そしてナルシッサが警告した通り、深夜に急に辺りが凍え始めた。
この感覚は…吸魂鬼だ。
そして蠢くこの子達も、動物と認識されたのだろう…森からゆっくりと力なく歩いて来る者達にレンは苦笑してしまう。
そう、亡くなった者の体…亡者だ。
「「エクスペクト・パトローナム!」」
レンとハリーが杖を振るうと銀色に光る大きな犬と雄鹿が姿を現し「時間稼ぎをお願い!」とレンが言えば、2匹は吸魂鬼達を追い払い始める。
「アレは…何?」
「亡者よ。取り敢えず燃やして対処して。」
「わかった!」
入って来てしまっては結界も意味がない、入れない結界に貼り直さねば。と、境界線迄の結界を一度解けば、レンは亡者達に火を放ちその侵入を拒む。

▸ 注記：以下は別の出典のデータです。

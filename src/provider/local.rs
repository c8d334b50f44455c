//! Local-directory storage provider.
//!
//! Item ids are paths relative to the provider root ("" is the root folder
//! itself). Content hashes are blake3 over file bytes, so exact-duplicate
//! detection works without any cloud checksum. Listing returns a single
//! page; this provider has no pagination.

use crate::error::{ClerkError, Result};
use crate::model::ScannedFile;
use crate::provider::{FolderMeta, ItemMeta, ListOptions, ListPage, StorageProvider, FOLDER_MIME};
use std::fs;
use std::path::{Path, PathBuf};

pub struct LocalDirProvider {
    root: PathBuf,
}

impl LocalDirProvider {
    pub fn new(root: impl Into<PathBuf>) -> Self {
        LocalDirProvider { root: root.into() }
    }

    fn resolve(&self, item_id: &str) -> PathBuf {
        if item_id.is_empty() || item_id == "." {
            self.root.clone()
        } else {
            self.root.join(item_id)
        }
    }

    fn id_for(&self, path: &Path) -> String {
        path.strip_prefix(&self.root)
            .unwrap_or(path)
            .to_string_lossy()
            .replace('\\', "/")
    }

    fn file_meta(&self, path: &Path) -> Result<ScannedFile> {
        let name = path
            .file_name()
            .map(|n| n.to_string_lossy().to_string())
            .unwrap_or_default();
        let metadata = fs::metadata(path)?;
        let bytes = fs::read(path)?;
        let modified_at = metadata
            .modified()
            .ok()
            .and_then(|t| t.duration_since(std::time::UNIX_EPOCH).ok())
            .map(|d| d.as_millis() as i64);
        Ok(ScannedFile {
            id: self.id_for(path),
            mime_type: guess_mime(&name).to_string(),
            name,
            path: None,
            size: Some(metadata.len()),
            content_hash: Some(blake3::hash(&bytes).to_hex().to_string()),
            modified_at,
        })
    }
}

impl StorageProvider for LocalDirProvider {
    fn list_children(&self, folder_id: &str, _options: &ListOptions) -> Result<ListPage> {
        let dir = self.resolve(folder_id);
        if !dir.is_dir() {
            return Err(ClerkError::not_found("folder", folder_id));
        }

        let mut page = ListPage::default();
        let mut entries: Vec<PathBuf> = fs::read_dir(&dir)?
            .filter_map(|entry| entry.ok().map(|e| e.path()))
            .collect();
        entries.sort();

        for path in entries {
            if path.is_dir() {
                page.folders.push(FolderMeta {
                    id: self.id_for(&path),
                    name: path
                        .file_name()
                        .map(|n| n.to_string_lossy().to_string())
                        .unwrap_or_default(),
                });
            } else {
                page.files.push(self.file_meta(&path)?);
            }
        }
        Ok(page)
    }

    fn copy_file(
        &self,
        file_id: &str,
        target_parent_id: &str,
        new_name: Option<&str>,
    ) -> Result<ScannedFile> {
        let source = self.resolve(file_id);
        if !source.is_file() {
            return Err(ClerkError::not_found("file", file_id));
        }
        let target_dir = self.resolve(target_parent_id);
        if !target_dir.is_dir() {
            return Err(ClerkError::not_found("folder", target_parent_id));
        }
        let name = match new_name {
            Some(name) => name.to_string(),
            None => source
                .file_name()
                .map(|n| n.to_string_lossy().to_string())
                .unwrap_or_default(),
        };
        let target = target_dir.join(&name);
        fs::copy(&source, &target)?;
        self.file_meta(&target)
    }

    fn create_folder(&self, parent_id: &str, name: &str) -> Result<FolderMeta> {
        let parent = self.resolve(parent_id);
        if !parent.is_dir() {
            return Err(ClerkError::not_found("folder", parent_id));
        }
        let path = parent.join(name);
        // Idempotent: an existing folder is returned, not an error.
        fs::create_dir_all(&path)?;
        Ok(FolderMeta {
            id: self.id_for(&path),
            name: name.to_string(),
        })
    }

    fn move_and_rename(
        &self,
        item_id: &str,
        remove_parent: &str,
        add_parent: &str,
        new_name: Option<&str>,
    ) -> Result<String> {
        let source = self.resolve(item_id);
        if !source.exists() {
            return Err(ClerkError::not_found("item", item_id));
        }
        let old_parent = self.resolve(remove_parent);
        if source.parent() != Some(old_parent.as_path()) {
            return Err(ClerkError::validation(format!(
                "item {item_id} is not a child of {remove_parent}"
            )));
        }
        let target_dir = self.resolve(add_parent);
        if !target_dir.is_dir() {
            return Err(ClerkError::not_found("folder", add_parent));
        }
        let name = match new_name {
            Some(name) => name.to_string(),
            None => source
                .file_name()
                .map(|n| n.to_string_lossy().to_string())
                .unwrap_or_default(),
        };
        let target = target_dir.join(name);
        fs::rename(&source, &target)?;
        Ok(self.id_for(&target))
    }

    fn get_metadata(&self, item_id: &str) -> Result<ItemMeta> {
        let path = self.resolve(item_id);
        if !path.exists() {
            return Err(ClerkError::not_found("item", item_id));
        }
        let name = path
            .file_name()
            .map(|n| n.to_string_lossy().to_string())
            .unwrap_or_default();
        let parents = if path == self.root {
            Vec::new()
        } else {
            vec![path
                .parent()
                .map(|p| self.id_for(p))
                .unwrap_or_default()]
        };
        let mime_type = if path.is_dir() {
            FOLDER_MIME.to_string()
        } else {
            guess_mime(&name).to_string()
        };
        Ok(ItemMeta {
            id: item_id.to_string(),
            name,
            mime_type,
            parents,
        })
    }
}

/// Extension-based MIME guess, enough for routing and report matching.
fn guess_mime(name: &str) -> &'static str {
    let ext = name.rsplit('.').next().unwrap_or("").to_lowercase();
    match ext.as_str() {
        "pdf" => "application/pdf",
        "doc" | "docx" => "application/msword",
        "xls" | "xlsx" => "application/vnd.ms-excel",
        "csv" => "text/csv",
        "txt" | "md" => "text/plain",
        "png" => "image/png",
        "jpg" | "jpeg" => "image/jpeg",
        "zip" => "application/zip",
        "json" => "application/json",
        _ => "application/octet-stream",
    }
}

#[cfg(test)]
mod tests {
    use super::*;
    use tempfile::TempDir;

    fn seeded() -> (TempDir, LocalDirProvider) {
        let dir = TempDir::new().unwrap();
        fs::write(dir.path().join("invoice.pdf"), b"contents-a").unwrap();
        fs::write(dir.path().join("copy.pdf"), b"contents-a").unwrap();
        fs::create_dir(dir.path().join("Reports")).unwrap();
        fs::write(dir.path().join("Reports").join("q3.txt"), b"report").unwrap();
        let provider = LocalDirProvider::new(dir.path());
        (dir, provider)
    }

    #[test]
    fn listing_splits_files_and_folders() {
        let (_dir, provider) = seeded();
        let page = provider
            .list_children("", &ListOptions::default())
            .unwrap();
        assert_eq!(page.files.len(), 2);
        assert_eq!(page.folders.len(), 1);
        assert_eq!(page.folders[0].name, "Reports");
        assert!(page.next_page_token.is_none());
    }

    #[test]
    fn identical_contents_share_a_hash() {
        let (_dir, provider) = seeded();
        let page = provider
            .list_children("", &ListOptions::default())
            .unwrap();
        let hashes: Vec<_> = page
            .files
            .iter()
            .map(|f| f.content_hash.clone().unwrap())
            .collect();
        assert_eq!(hashes[0], hashes[1]);
    }

    #[test]
    fn copy_then_move_round_trip() {
        let (_dir, provider) = seeded();
        let clean = provider.create_folder("", "Clean").unwrap();
        let copied = provider
            .copy_file("invoice.pdf", &clean.id, Some("renamed.pdf"))
            .unwrap();
        assert_eq!(copied.name, "renamed.pdf");

        let moved_id = provider
            .move_and_rename(&copied.id, &clean.id, "Reports", Some("final.pdf"))
            .unwrap();
        assert_eq!(moved_id, "Reports/final.pdf");
        let reports = provider
            .list_children("Reports", &ListOptions::default())
            .unwrap();
        assert!(reports.files.iter().any(|f| f.name == "final.pdf"));
    }

    #[test]
    fn create_folder_is_idempotent() {
        let (_dir, provider) = seeded();
        let first = provider.create_folder("", "Clean").unwrap();
        let second = provider.create_folder("", "Clean").unwrap();
        assert_eq!(first, second);
    }

    #[test]
    fn metadata_reports_folder_mime_and_parent() {
        let (_dir, provider) = seeded();
        let meta = provider.get_metadata("Reports").unwrap();
        assert!(meta.is_folder());
        let file_meta = provider.get_metadata("Reports/q3.txt").unwrap();
        assert!(!file_meta.is_folder());
        assert_eq!(file_meta.parents, vec!["Reports".to_string()]);
    }

    #[test]
    fn missing_items_surface_not_found() {
        let (_dir, provider) = seeded();
        assert!(matches!(
            provider.list_children("nope", &ListOptions::default()),
            Err(ClerkError::NotFound { .. })
        ));
        assert!(matches!(
            provider.copy_file("nope.pdf", "", None),
            Err(ClerkError::NotFound { .. })
        ));
    }
}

亡者は庭で焼け朽ちる様に崩れていったが、レンはその中の一体に瞳を大きくした。
「母、さん…?」
あの夢の中で会ったそのままの姿によく似た亡者が此方へふらふらと歩いてくるのだ。
「母さん!母さん…!」
レンは火を放つのを止め、慌ててその亡者へと駆け寄るが、邪魔する者は遠慮なく燃やしそしてその亡者へ手を伸ばす。
…だが近付いて直ぐに判った。似ているだけで違うのだと。
亡者がレンを羽交い締めにしようとし「レン!」とハリーの声が響くのと同時に、レンは悲しそうな表情をしそれを焼き払った。
本当にヴォルデモートは趣味の悪い事をしてくれる…。
「大丈夫よ。…母に似ていたから…油断したみたい。」
レンはそのままハリーに亡者を焼き払い時間を稼いでもらっている間に、境界線までのエリアを何人たりとも許可した者とその者の同行者、配達の鳥以外は入る事のできぬ結界を張り直せばふぅっと息を吐く。
そして森全体には森に住まう者達を含め森を荒らしたり傷つけたりしない者と当主の意志に反する事のない者以外は入る事のできぬ結界を森全体に広がる様にかけて生き、徐々に広がっていくその結界に触れた亡者は次々と砂と化し、吸魂鬼は結界に体当たりをし続けていた。
「…有難う。お疲れ様。」
レンがそう声をかけるとハリーは一息吐き、2人の守護霊の魔法はすーっと消えていった。
若い2人の父親と母に逢った一件から始めて血の力を使ったが、魔法の火力も含め、こんなにも早く元通りに出来るとは思わなかった…。
新しい杖のお陰か、それとも…。と、レンは思うと腕の印をそっと撫でる。
お母さんが手を貸してくれたのかもしれない。あのおまじないというやつの…。
レンはそう思うと心が暖かいもので満たされていくような気がした。